#### About this exercise
An exact copy of every entry is the required answer.

#### Entries provided

//! Export controller
//!
//! Owns the run loop: load the checkpoint, fetch offset windows from the
//! source, push each batch through the sink writer, and commit progress
//! after every accepted batch. Every exit path leaves a checkpoint on
//! disk and releases both collaborators.

use crate::config::ExportConfig;
use crate::shutdown::ShutdownCoordinator;
use crate::sink::SinkWriter;
use drover_checkpoint::{CheckpointState, CheckpointStore};
use drover_core::{ExportError, Record, Result, SinkTransport, SourceReader};
use tracing::{error, info, warn};

/// How a run ended
#[derive(Debug, Clone, Copy, PartialEq, Eq)]
pub enum RunOutcome {
    /// Target record count reached and the checkpoint sealed
    Completed,
    /// The checkpoint was already marked completed; nothing was done
    AlreadyCompleted,
    /// The source ran out of records before the target count
    SourceExhausted,
    /// A stop request halted the run at a safe point
    Stopped,
    /// A batch exceeded the failure threshold
    BatchFailed,
    /// The sink health breaker tripped
    SinkUnhealthy,
}

impl std::fmt::Display for RunOutcome {
    fn fmt(&self, f: &mut std::fmt::Formatter<'_>) -> std::fmt::Result {
        match self {
            Self::Completed => write!(f, "completed"),
            Self::AlreadyCompleted => write!(f, "already completed"),
            Self::SourceExhausted => write!(f, "source exhausted"),
            Self::Stopped => write!(f, "stopped"),
            Self::BatchFailed => write!(f, "batch failed"),
            Self::SinkUnhealthy => write!(f, "sink unhealthy"),
        }
    }
}

/// Per-batch delivery tally
#[derive(Debug, Clone, Copy, PartialEq, Eq)]
pub struct BatchDelivery {
    /// Records the sink acknowledged
    pub delivered: usize,
    /// Records that exhausted retries or failed to serialize
    pub failed: usize,
}

impl BatchDelivery {
    /// Records attempted in this batch
    pub fn total(&self) -> usize {
        self.delivered + self.failed
    }

    /// Whether the batch commits: at most 10% of it may have failed
    pub fn accepted(&self) -> bool {
        self.failed * 10 <= self.total()
    }
}

/// One-shot export run over a source, a sink writer, and a checkpoint store
pub struct Exporter<S, T, C>
where
    S: SourceReader,
    T: SinkTransport,
    C: CheckpointStore,
{
    source: S,
    writer: SinkWriter<T>,
    store: C,
    config: ExportConfig,
    shutdown: ShutdownCoordinator,
}

impl<S, T, C> Exporter<S, T, C>
where
    S: SourceReader,
    T: SinkTransport,
    C: CheckpointStore,
{
    /// Wire up a run from its collaborators
    pub fn new(
        source: S,
        writer: SinkWriter<T>,
        store: C,
        config: ExportConfig,
        shutdown: ShutdownCoordinator,
    ) -> Self {
        Self {
            source,
            writer,
            store,
            config,
            shutdown,
        }
    }

    /// Execute the export until the target count, source exhaustion, a
    /// failure halt, or a stop request
    ///
    /// A recorded failure state is persisted before this returns; an
    /// `Err` here means the checkpoint already carries the story.
    pub async fn run(&mut self) -> Result<RunOutcome> {
        let mut state = self.store.load().await;

        if state.is_completed() {
            info!("Previous export job already completed successfully, nothing to do");
            self.release().await;
            return Ok(RunOutcome::AlreadyCompleted);
        }

        if let Some(message) = state.error_message.clone() {
            warn!(
                error = %message,
                offset = state.last_processed_offset,
                "Previous run ended with an error, resuming from last successful offset"
            );
        } else if state.records_processed > 0 {
            info!(
                offset = state.last_processed_offset,
                records = state.records_processed,
                "Resuming export"
            );
        } else {
            info!(
                target = self.config.total_records,
                batch_size = self.config.batch_size,
                "Starting export"
            );
        }

        let outcome = match self.export_loop(&mut state).await {
            Ok(outcome) => outcome,
            Err(ExportError::Cancelled) => {
                // The in-flight batch is abandoned whole; it was never
                // committed, so the resume point is the last good batch.
                RunOutcome::Stopped
            }
            Err(e) => {
                let message = format!("Critical error: {}", e);
                error!(error = %e, "Export run aborted");
                state.fail(message);
                self.store.save(&state).await;
                self.release().await;
                return Err(e);
            }
        };

        match outcome {
            RunOutcome::Completed => {
                state.mark_completed();
                info!(
                    records = state.records_processed,
                    batches = state.batches_processed,
                    "Export completed successfully"
                );
            }
            RunOutcome::SourceExhausted => {
                warn!(
                    records = state.records_processed,
                    target = self.config.total_records,
                    "Source exhausted before reaching the target record count"
                );
            }
            RunOutcome::Stopped => {
                info!(
                    records = state.records_processed,
                    "Export stopped gracefully before completion"
                );
            }
            // Failure halts recorded their state inside the loop.
            RunOutcome::BatchFailed | RunOutcome::SinkUnhealthy | RunOutcome::AlreadyCompleted => {}
        }

        self.store.save(&state).await;
        self.release().await;
        Ok(outcome)
    }

    async fn export_loop(&mut self, state: &mut CheckpointState) -> Result<RunOutcome> {
        loop {
            // A reached target outranks a stop request: once the final
            // batch has committed the run is done, however it exits.
            if state.records_processed >= self.config.total_records {
                return Ok(RunOutcome::Completed);
            }

            if self.shutdown.is_stop_requested() {
                return Ok(RunOutcome::Stopped);
            }

            let offset = state.last_processed_offset;
            let batch = self.source.fetch_batch(offset, self.config.batch_size).await?;

            if batch.is_empty() {
                return Ok(RunOutcome::SourceExhausted);
            }

            let batch_len = batch.len();
            let delivery = self.process_batch(&batch).await?;

            if delivery.accepted() {
                state.advance(offset + batch_len as u64, batch_len as u64);
                self.store.save(state).await;

                let percent = state.records_processed * 100 / self.config.total_records;
                info!(
                    "{}/{} records processed ({}%)",
                    state.records_processed, self.config.total_records, percent
                );

                if !self.writer.is_healthy() {
                    error!(
                        consecutive_failures = self.writer.health().consecutive_failures(),
                        "Sink is unhealthy, halting export"
                    );
                    state.fail("sink failed after multiple retries");
                    self.store.save(state).await;
                    return Ok(RunOutcome::SinkUnhealthy);
                }
            } else {
                error!(
                    offset = offset,
                    failed = delivery.failed,
                    batch = batch_len,
                    "Too many records failed, halting export"
                );
                state.fail(format!("Failed to process batch starting at offset {}", offset));
                self.store.save(state).await;
                return Ok(RunOutcome::BatchFailed);
            }
        }
    }

    /// Push one batch through the writer and tally the outcome
    ///
    /// The flush runs after every attempted batch, accepted or not; only
    /// a cancellation abort skips it.
    async fn process_batch(&mut self, batch: &[Record]) -> Result<BatchDelivery> {
        let mut delivery = BatchDelivery {
            delivered: 0,
            failed: 0,
        };

        for record in batch {
            if self.shutdown.is_stop_requested() {
                return Err(ExportError::Cancelled);
            }

            if self.writer.send_record(record).await? {
                delivery.delivered += 1;
            } else {
                delivery.failed += 1;
            }
        }

        self.writer.flush().await;
        Ok(delivery)
    }

    async fn release(&mut self) {
        self.writer.close().await;
        self.source.close().await;
    }
}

#### Solution
//! Export controller
//!
//! Owns the run loop: load the checkpoint, fetch offset windows from the
//! source, push each batch through the sink writer, and commit progress
//! after every accepted batch. Every exit path leaves a checkpoint on
//! disk and releases both collaborators.

use crate::config::ExportConfig;
use crate::shutdown::ShutdownCoordinator;
use crate::sink::SinkWriter;
use drover_checkpoint::{CheckpointState, CheckpointStore};
use drover_core::{ExportError, Record, Result, SinkTransport, SourceReader};
use tracing::{error, info, warn};

/// How a run ended
#[derive(Debug, Clone, Copy, PartialEq, Eq)]
pub enum RunOutcome {
    /// Target record count reached and the checkpoint sealed
    Completed,
    /// The checkpoint was already marked completed; nothing was done
    AlreadyCompleted,
    /// The source ran out of records before the target count
    SourceExhausted,
    /// A stop request halted the run at a safe point
    Stopped,
    /// A batch exceeded the failure threshold
    BatchFailed,
    /// The sink health breaker tripped
    SinkUnhealthy,
}

impl std::fmt::Display for RunOutcome {
    fn fmt(&self, f: &mut std::fmt::Formatter<'_>) -> std::fmt::Result {
        match self {
            Self::Completed => write!(f, "completed"),
            Self::AlreadyCompleted => write!(f, "already completed"),
            Self::SourceExhausted => write!(f, "source exhausted"),
            Self::Stopped => write!(f, "stopped"),
            Self::BatchFailed => write!(f, "batch failed"),
            Self::SinkUnhealthy => write!(f, "sink unhealthy"),
        }
    }
}

/// Per-batch delivery tally
#[derive(Debug, Clone, Copy, PartialEq, Eq)]
pub struct BatchDelivery {
    /// Records the sink acknowledged
    pub delivered: usize,
    /// Records that exhausted retries or failed to serialize
    pub failed: usize,
}

impl BatchDelivery {
    /// Records attempted in this batch
    pub fn total(&self) -> usize {
        self.delivered + self.failed
    }

    /// Whether the batch commits: at most 10% of it may have failed
    pub fn accepted(&self) -> bool {
        self.failed * 10 <= self.total()
    }
}

/// One-shot export run over a source, a sink writer, and a checkpoint store
pub struct Exporter<S, T, C>
where
    S: SourceReader,
    T: SinkTransport,
    C: CheckpointStore,
{
    source: S,
    writer: SinkWriter<T>,
    store: C,
    config: ExportConfig,
    shutdown: ShutdownCoordinator,
}

impl<S, T, C> Exporter<S, T, C>
where
    S: SourceReader,
    T: SinkTransport,
    C: CheckpointStore,
{
    /// Wire up a run from its collaborators
    pub fn new(
        source: S,
        writer: SinkWriter<T>,
        store: C,
        config: ExportConfig,
        shutdown: ShutdownCoordinator,
    ) -> Self {
        Self {
            source,
            writer,
            store,
            config,
            shutdown,
        }
    }

    /// Execute the export until the target count, source exhaustion, a
    /// failure halt, or a stop request
    ///
    /// A recorded failure state is persisted before this returns; an
    /// `Err` here means the checkpoint already carries the story.
    pub async fn run(&mut self) -> Result<RunOutcome> {
        let mut state = self.store.load().await;

        if state.is_completed() {
            info!("Previous export job already completed successfully, nothing to do");
            self.release().await;
            return Ok(RunOutcome::AlreadyCompleted);
        }

        if let Some(message) = state.error_message.clone() {
            warn!(
                error = %message,
                offset = state.last_processed_offset,
                "Previous run ended with an error, resuming from last successful offset"
            );
        } else if state.records_processed > 0 {
            info!(
                offset = state.last_processed_offset,
                records = state.records_processed,
                "Resuming export"
            );
        } else {
            info!(
                target = self.config.total_records,
                batch_size = self.config.batch_size,
                "Starting export"
            );
        }

        let outcome = match self.export_loop(&mut state).await {
            Ok(outcome) => outcome,
            Err(ExportError::Cancelled) => {
                // The in-flight batch is abandoned whole; it was never
                // committed, so the resume point is the last good batch.
                RunOutcome::Stopped
            }
            Err(e) => {
                let message = format!("Critical error: {}", e);
                error!(error = %e, "Export run aborted");
                state.fail(message);
                self.store.save(&state).await;
                self.release().await;
                return Err(e);
            }
        };

        match outcome {
            RunOutcome::Completed => {
                state.mark_completed();
                info!(
                    records = state.records_processed,
                    batches = state.batches_processed,
                    "Export completed successfully"
                );
            }
            RunOutcome::SourceExhausted => {
                warn!(
                    records = state.records_processed,
                    target = self.config.total_records,
                    "Source exhausted before reaching the target record count"
                );
            }
            RunOutcome::Stopped => {
                info!(
                    records = state.records_processed,
                    "Export stopped gracefully before completion"
                );
            }
            // Failure halts recorded their state inside the loop.
            RunOutcome::BatchFailed | RunOutcome::SinkUnhealthy | RunOutcome::AlreadyCompleted => {}
        }

        self.store.save(&state).await;
        self.release().await;
        Ok(outcome)
    }

    async fn export_loop(&mut self, state: &mut CheckpointState) -> Result<RunOutcome> {
        loop {
            // A reached target outranks a stop request: once the final
            // batch has committed the run is done, however it exits.
            if state.records_processed >= self.config.total_records {
                return Ok(RunOutcome::Completed);
            }

            if self.shutdown.is_stop_requested() {
                return Ok(RunOutcome::Stopped);
            }

            let offset = state.last_processed_offset;
            let batch = self.source.fetch_batch(offset, self.config.batch_size).await?;

            if batch.is_empty() {
                return Ok(RunOutcome::SourceExhausted);
            }

            let batch_len = batch.len();
            let delivery = self.process_batch(&batch).await?;

            if delivery.accepted() {
                state.advance(offset + batch_len as u64, batch_len as u64);
                self.store.save(state).await;

                let percent = state.records_processed * 100 / self.config.total_records;
                info!(
                    "{}/{} records processed ({}%)",
                    state.records_processed, self.config.total_records, percent
                );

                if !self.writer.is_healthy() {
                    error!(
                        consecutive_failures = self.writer.health().consecutive_failures(),
                        "Sink is unhealthy, halting export"
                    );
                    state.fail("sink failed after multiple retries");
                    self.store.save(state).await;
                    return Ok(RunOutcome::SinkUnhealthy);
                }
            } else {
                error!(
                    offset = offset,
                    failed = delivery.failed,
                    batch = batch_len,
                    "Too many records failed, halting export"
                );
                state.fail(format!("Failed to process batch starting at offset {}", offset));
                self.store.save(state).await;
                return Ok(RunOutcome::BatchFailed);
            }
        }
    }

    /// Push one batch through the writer and tally the outcome
    ///
    /// The flush runs after every attempted batch, accepted or not; only
    /// a cancellation abort skips it.
    async fn process_batch(&mut self, batch: &[Record]) -> Result<BatchDelivery> {
        let mut delivery = BatchDelivery {
            delivered: 0,
            failed: 0,
        };

        for record in batch {
            if self.shutdown.is_stop_requested() {
                return Err(ExportError::Cancelled);
            }

            if self.writer.send_record(record).await? {
                delivery.delivered += 1;
            } else {
                delivery.failed += 1;
            }
        }

        self.writer.flush().await;
        Ok(delivery)
    }

    async fn release(&mut self) {
        self.writer.close().await;
        self.source.close().await;
    }
}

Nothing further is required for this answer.